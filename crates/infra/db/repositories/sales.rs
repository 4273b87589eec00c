use anyhow::Result;
use async_trait::async_trait;
use chrono::Utc;
use diesel::{RunQueryDsl, insert_into, pg::Pg, prelude::*, update};
use std::sync::Arc;
use uuid::Uuid;

use crate::{
    domain,
    infra::db::postgres::{postgres_connection::PgPoolSquad, schema::sales},
};
use domain::{
    entities::sales::{InsertSaleEntity, SaleEntity, SaleMetricRow, SaleRow},
    repositories::sales::SaleRepository,
    value_objects::{
        pagination::Pagination,
        sales::{MetricsRange, SalesFilter},
    },
};

pub struct SalePostgres {
    db_pool: Arc<PgPoolSquad>,
}

impl SalePostgres {
    pub fn new(db_pool: Arc<PgPoolSquad>) -> Self {
        Self { db_pool }
    }

    fn filtered(filter: &SalesFilter) -> sales::BoxedQuery<'static, Pg> {
        let mut query = sales::table.into_boxed();

        if let Some(user_id) = filter.user_id {
            query = query.filter(sales::user_id.eq(user_id));
        }
        if let Some(from) = filter.from {
            query = query.filter(sales::created_at.ge(from));
        }
        if let Some(to) = filter.to {
            query = query.filter(sales::created_at.le(to));
        }
        if let Some(status) = filter.status.clone() {
            query = query.filter(sales::status.eq(status));
        }
        if let Some(payment_status) = filter.payment_status.clone() {
            query = query.filter(sales::payment_status.eq(payment_status));
        }

        query
    }
}

#[async_trait]
impl SaleRepository for SalePostgres {
    async fn insert_if_absent(&self, sale: InsertSaleEntity) -> Result<bool> {
        let mut conn = Arc::clone(&self.db_pool).get()?;

        let inserted = insert_into(sales::table)
            .values(&sale)
            .on_conflict(sales::preference_id)
            .do_nothing()
            .execute(&mut conn)?;

        Ok(inserted == 1)
    }

    async fn list(
        &self,
        filter: SalesFilter,
        pagination: Pagination,
    ) -> Result<(Vec<SaleEntity>, i64)> {
        let mut conn = Arc::clone(&self.db_pool).get()?;

        let total = Self::filtered(&filter)
            .count()
            .get_result::<i64>(&mut conn)?;

        let rows = Self::filtered(&filter)
            .order(sales::created_at.desc())
            .offset(pagination.offset())
            .limit(pagination.limit)
            .select(SaleRow::as_select())
            .load::<SaleRow>(&mut conn)?;

        Ok((rows.into_iter().map(SaleEntity::from).collect(), total))
    }

    async fn find_by_id(&self, sale_id: Uuid) -> Result<Option<SaleEntity>> {
        let mut conn = Arc::clone(&self.db_pool).get()?;

        let row = sales::table
            .find(sale_id)
            .select(SaleRow::as_select())
            .first::<SaleRow>(&mut conn)
            .optional()?;

        Ok(row.map(SaleEntity::from))
    }

    async fn find_for_user(&self, sale_id: Uuid, user_id: Uuid) -> Result<Option<SaleEntity>> {
        let mut conn = Arc::clone(&self.db_pool).get()?;

        let row = sales::table
            .filter(sales::id.eq(sale_id))
            .filter(sales::user_id.eq(user_id))
            .select(SaleRow::as_select())
            .first::<SaleRow>(&mut conn)
            .optional()?;

        Ok(row.map(SaleEntity::from))
    }

    async fn update_status(&self, sale_id: Uuid, status: String) -> Result<Option<SaleEntity>> {
        let mut conn = Arc::clone(&self.db_pool).get()?;

        let row = update(sales::table.find(sale_id))
            .set((sales::status.eq(status), sales::updated_at.eq(Utc::now())))
            .returning(SaleRow::as_returning())
            .get_result::<SaleRow>(&mut conn)
            .optional()?;

        Ok(row.map(SaleEntity::from))
    }

    async fn metric_rows(&self, range: MetricsRange) -> Result<Vec<SaleMetricRow>> {
        let mut conn = Arc::clone(&self.db_pool).get()?;

        let filter = SalesFilter {
            from: range.from,
            to: range.to,
            ..Default::default()
        };

        let rows = Self::filtered(&filter)
            .select((sales::created_at, sales::total, sales::payment_status))
            .load::<SaleMetricRow>(&mut conn)?;

        Ok(rows)
    }
}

——————————

• [WHAT YOU WILL DO]:
Reprint the entries above in full, exactly as they are.

• [EXPECTED ANSWER]:
filename crates/infra/db/repositories/sales.rs
repository 4273b87589eec00c
use anyhow::Result;
use async_trait::async_trait;
use chrono::Utc;
use diesel::{RunQueryDsl, insert_into, pg::Pg, prelude::*, update};
use std::sync::Arc;
use uuid::Uuid;

use crate::{
    domain,
    infra::db::postgres::{postgres_connection::PgPoolSquad, schema::sales},
};
use domain::{
    entities::sales::{InsertSaleEntity, SaleEntity, SaleMetricRow, SaleRow},
    repositories::sales::SaleRepository,
    value_objects::{
        pagination::Pagination,
        sales::{MetricsRange, SalesFilter},
    },
};

pub struct SalePostgres {
    db_pool: Arc<PgPoolSquad>,
}

impl SalePostgres {
    pub fn new(db_pool: Arc<PgPoolSquad>) -> Self {
        Self { db_pool }
    }

    fn filtered(filter: &SalesFilter) -> sales::BoxedQuery<'static, Pg> {
        let mut query = sales::table.into_boxed();

        if let Some(user_id) = filter.user_id {
            query = query.filter(sales::user_id.eq(user_id));
        }
        if let Some(from) = filter.from {
            query = query.filter(sales::created_at.ge(from));
        }
        if let Some(to) = filter.to {
            query = query.filter(sales::created_at.le(to));
        }
        if let Some(status) = filter.status.clone() {
            query = query.filter(sales::status.eq(status));
        }
        if let Some(payment_status) = filter.payment_status.clone() {
            query = query.filter(sales::payment_status.eq(payment_status));
        }

        query
    }
}

#[async_trait]
impl SaleRepository for SalePostgres {
    async fn insert_if_absent(&self, sale: InsertSaleEntity) -> Result<bool> {
        let mut conn = Arc::clone(&self.db_pool).get()?;

        let inserted = insert_into(sales::table)
            .values(&sale)
            .on_conflict(sales::preference_id)
            .do_nothing()
            .execute(&mut conn)?;

        Ok(inserted == 1)
    }

    async fn list(
        &self,
        filter: SalesFilter,
        pagination: Pagination,
    ) -> Result<(Vec<SaleEntity>, i64)> {
        let mut conn = Arc::clone(&self.db_pool).get()?;

        let total = Self::filtered(&filter)
            .count()
            .get_result::<i64>(&mut conn)?;

        let rows = Self::filtered(&filter)
            .order(sales::created_at.desc())
            .offset(pagination.offset())
            .limit(pagination.limit)
            .select(SaleRow::as_select())
            .load::<SaleRow>(&mut conn)?;

        Ok((rows.into_iter().map(SaleEntity::from).collect(), total))
    }

    async fn find_by_id(&self, sale_id: Uuid) -> Result<Option<SaleEntity>> {
        let mut conn = Arc::clone(&self.db_pool).get()?;

        let row = sales::table
            .find(sale_id)
            .select(SaleRow::as_select())
            .first::<SaleRow>(&mut conn)
            .optional()?;

        Ok(row.map(SaleEntity::from))
    }

    async fn find_for_user(&self, sale_id: Uuid, user_id: Uuid) -> Result<Option<SaleEntity>> {
        let mut conn = Arc::clone(&self.db_pool).get()?;

        let row = sales::table
            .filter(sales::id.eq(sale_id))
            .filter(sales::user_id.eq(user_id))
            .select(SaleRow::as_select())
            .first::<SaleRow>(&mut conn)
            .optional()?;

        Ok(row.map(SaleEntity::from))
    }

    async fn update_status(&self, sale_id: Uuid, status: String) -> Result<Option<SaleEntity>> {
        let mut conn = Arc::clone(&self.db_pool).get()?;

        let row = update(sales::table.find(sale_id))
            .set((sales::status.eq(status), sales::updated_at.eq(Utc::now())))
            .returning(SaleRow::as_returning())
            .get_result::<SaleRow>(&mut conn)
            .optional()?;

        Ok(row.map(SaleEntity::from))
    }

    async fn metric_rows(&self, range: MetricsRange) -> Result<Vec<SaleMetricRow>> {
        let mut conn = Arc::clone(&self.db_pool).get()?;

        let filter = SalesFilter {
            from: range.from,
            to: range.to,
            ..Default::default()
        };

        let rows = Self::filtered(&filter)
            .select((sales::created_at, sales::total, sales::payment_status))
            .load::<SaleMetricRow>(&mut conn)?;

        Ok(rows)
    }
}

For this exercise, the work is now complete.